You are viewing a plain text version of this content. The canonical link for it is here.

Posted to dev@spark.apache.org by Debasish Das <de...@gmail.com> on 2014/11/04 00:20:30 UTC

Re: matrix factorization cross validation

I added the drivers for precisionAt(k: Int) driver for the movielens
test-cases...Although I am a bit confused on precisionAt(k: Int) code from
RankingMetrics.scala...

While cross validating, I am really not sure how to set K...

if (labSet.nonEmpty) { val n = math.min(pred.length, k) ... }

If I make k as a function of pred.length val n = math.min(pred.length,
k*pred.length) then I can vary k between 0 and 1 and choose the sweet spot
for K on a given dataset but I am not sure if it is a measure that makes
sense for recommendation...

MAP is something that makes sense as it is average over all test set...

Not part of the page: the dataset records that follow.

use crate::config::{BuilderConfig, OrphanPolicy};
use crate::diagnostics::Diagnostic;
use crate::error::GraphError;
use crate::graph::SourceGraph;
use crate::model::{BuildStats, FileTree};
use rayon::prelude::*;
use std::collections::BTreeMap;
use std::path::Path;
use std::time::{Duration, Instant};
use tracing::{debug, info, warn};

pub mod classify;
pub mod orphans;
pub mod outline;
pub mod python;
pub mod registry;
pub mod resolve;
pub mod scan;

use classify::{DefaultClassifier, ModuleClassifier};
use orphans::OrphanAuditor;
use outline::FileOutline;
use python::PythonVisitor;
use registry::SymbolRegistry;
use resolve::CrossModuleResolver;

/// A Python file picked out of the tree, with its derived module name.
struct SourceUnit<'t> {
    rel_path: String,
    module: String,
    text: &'t str,
}

/// Runs the per-file pass and cross-module resolution over a [`FileTree`].
pub struct SourceGraphBuilder {
    config: BuilderConfig,
    classifier: Box<dyn ModuleClassifier>,
}

impl SourceGraphBuilder {
    pub fn new(config: BuilderConfig) -> Self {
        let classifier = Box::new(DefaultClassifier::from_config(&config));
        Self { config, classifier }
    }

    /// Builder configured from `SRCGRAPH_*` environment variables.
    pub fn from_env() -> Self {
        Self::new(BuilderConfig::get().clone())
    }

    pub fn with_classifier(mut self, classifier: impl ModuleClassifier + 'static) -> Self {
        self.classifier = Box::new(classifier);
        self
    }

    pub fn config(&self) -> &BuilderConfig {
        &self.config
    }

    /// Resolves the tree and audits orphans with the configured policy.
    pub fn build(&self, tree: &FileTree) -> Result<SourceGraph, GraphError> {
        self.resolve(tree)?.audit(self.config.orphan_policy)
    }

    /// Runs both phases but leaves orphans untouched, so the result can be
    /// audited under any policy without rebuilding.
    pub fn resolve(&self, tree: &FileTree) -> Result<ResolvedGraph, GraphError> {
        let started = Instant::now();
        let files = tree.files();
        let mut stats = BuildStats {
            files_seen: files.len(),
            ..Default::default()
        };

        let mut units = Vec::new();
        for (rel_path, file) in &files {
            if scan::is_python_path(Path::new(rel_path)) {
                units.push(SourceUnit {
                    module: crate::util::module_name_from_rel_path(rel_path),
                    rel_path: rel_path.clone(),
                    text: &file.raw_text,
                });
            } else {
                stats.files_ignored += 1;
            }
        }
        info!(
            files = units.len(),
            ignored = stats.files_ignored,
            parallel = self.config.parallel,
            "visiting python files"
        );

        let results = self.visit_units(&units);

        let mut graph = SourceGraph::new();
        let mut registry = SymbolRegistry::new();
        let mut owners: BTreeMap<String, String> = BTreeMap::new();
        let mut outlines: Vec<FileOutline> = Vec::with_capacity(units.len());
        for (unit, result) in units.iter().zip(results) {
            let mut outline = match result {
                Ok(outline) => outline,
                Err(err) if err.is_fatal() => return Err(err),
                Err(err) => {
                    warn!("skipping {}: {err}", unit.rel_path);
                    record(&mut graph, &err, Some(unit.rel_path.as_str()));
                    stats.files_skipped += 1;
                    continue;
                }
            };
            if let Some(kept) = owners.get(&outline.module) {
                let err = GraphError::DuplicateSymbol {
                    qualname: outline.module.clone(),
                    kept: kept.clone(),
                    rejected: unit.rel_path.clone(),
                };
                warn!("skipping {}: {err}", unit.rel_path);
                record(&mut graph, &err, Some(unit.rel_path.as_str()));
                stats.files_skipped += 1;
                continue;
            }
            owners.insert(outline.module.clone(), unit.rel_path.clone());

            let placement = graph.add_subtree(&outline.nodes);
            for err in &placement.errors {
                warn!("{}: {err}", unit.rel_path);
                record(&mut graph, err, Some(unit.rel_path.as_str()));
            }
            outline.forget(&placement.rejected);
            for err in registry.register_outline(&outline) {
                record(&mut graph, &err, Some(unit.rel_path.as_str()));
            }
            debug!(
                path = %unit.rel_path,
                module = %outline.module,
                nodes = outline.nodes.len(),
                calls = outline.call_sites.len(),
                "registered outline"
            );
            stats.files_parsed += 1;
            outlines.push(outline);
        }
        stats.modules = outlines.len();

        let resolved = CrossModuleResolver::new(&mut registry, self.classifier.as_ref(), &mut graph)
            .run(&outlines);
        stats.calls_resolved = resolved.calls_resolved;
        stats.calls_unresolved = resolved.calls_unresolved;
        graph.set_stats(stats);

        Ok(ResolvedGraph {
            graph,
            elapsed: started.elapsed(),
        })
    }

    fn visit_units(&self, units: &[SourceUnit<'_>]) -> Vec<Result<FileOutline, GraphError>> {
        let max = self.config.const_label_max;
        let visit = |visitor: &mut Result<PythonVisitor, GraphError>, unit: &SourceUnit<'_>| {
            match visitor {
                Ok(visitor) => visitor.visit_file(unit.text, &unit.module, &unit.rel_path),
                Err(err) => Err(err.clone()),
            }
        };
        let new_visitor = || PythonVisitor::new().map(|v| v.with_const_label_max(max));
        if self.config.parallel {
            units
                .par_iter()
                .map_init(new_visitor, |visitor, unit| visit(visitor, unit))
                .collect()
        } else {
            let mut visitor = new_visitor();
            units.iter().map(|unit| visit(&mut visitor, unit)).collect()
        }
    }
}

impl Default for SourceGraphBuilder {
    fn default() -> Self {
        Self::new(BuilderConfig::default())
    }
}

fn record(graph: &mut SourceGraph, err: &GraphError, path: Option<&str>) {
    if let Some(mut diagnostic) = Diagnostic::from_error(err) {
        if let Some(path) = path {
            diagnostic = diagnostic.with_path(path);
        }
        graph.push_diagnostic(diagnostic);
    }
}

/// Output of both phases before the orphan audit.
#[derive(Debug, Clone)]
pub struct ResolvedGraph {
    graph: SourceGraph,
    elapsed: Duration,
}

impl ResolvedGraph {
    /// The resolved graph as is, orphans included and not yet attached.
    pub fn graph(&self) -> &SourceGraph {
        &self.graph
    }

    /// Audits a copy under `policy`; `self` stays reusable.
    pub fn audit(&self, policy: OrphanPolicy) -> Result<SourceGraph, GraphError> {
        let started = Instant::now();
        let mut graph = self.graph.clone();
        let orphans = OrphanAuditor::new(policy).audit(&mut graph)?;

        let mut stats = graph.stats().clone();
        stats.orphans = orphans;
        stats.nodes = graph.node_count();
        stats.edges = graph.edge_count();
        stats.edges_by_kind = graph.edge_counts_by_kind();
        stats.duration_ms = (self.elapsed + started.elapsed()).as_millis() as u64;
        graph.set_stats(stats);
        Ok(graph)
    }
}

On Fri, Oct 31, 2014 at 1:26 AM, Sean Owen <so...@cloudera.com> wrote:

> No, excepting approximate methods like LSH to figure out the
> relatively small set of candidates for the users in the partition, and
> broadcast or join those.
>
> On Fri, Oct 31, 2014 at 5:45 AM, Nick Pentreath
> <ni...@gmail.com> wrote:
> > Sean, re my point earlier do you know a more efficient way to compute
> top k
> > for each user, other than to broadcast the item factors?
> >
> > (I guess one can use the new asymmetric lsh paper perhaps to assist)
> >
> > —
> > Sent from Mailbox
> >
> >
> > On Thu, Oct 30, 2014 at 11:24 PM, Sean Owen <so...@cloudera.com> wrote:
> >>
> >> MAP is effectively an average over all k from 1 to min(#
> >> recommendations, # items rated) Getting first recommendations right is
> >> more important than the last.
> >>
> >> On Thu, Oct 30, 2014 at 10:21 PM, Debasish Das <
> debasish.das83@gmail.com>
> >> wrote:
> >> > Does it make sense to have a user specific K or K is considered same
> >> > over
> >> > all users ?
> >> >
> >> > Intuitively the users who watches more movies should get a higher K
> than
> >> > the
> >> > others...
> >> >
> >
> >
>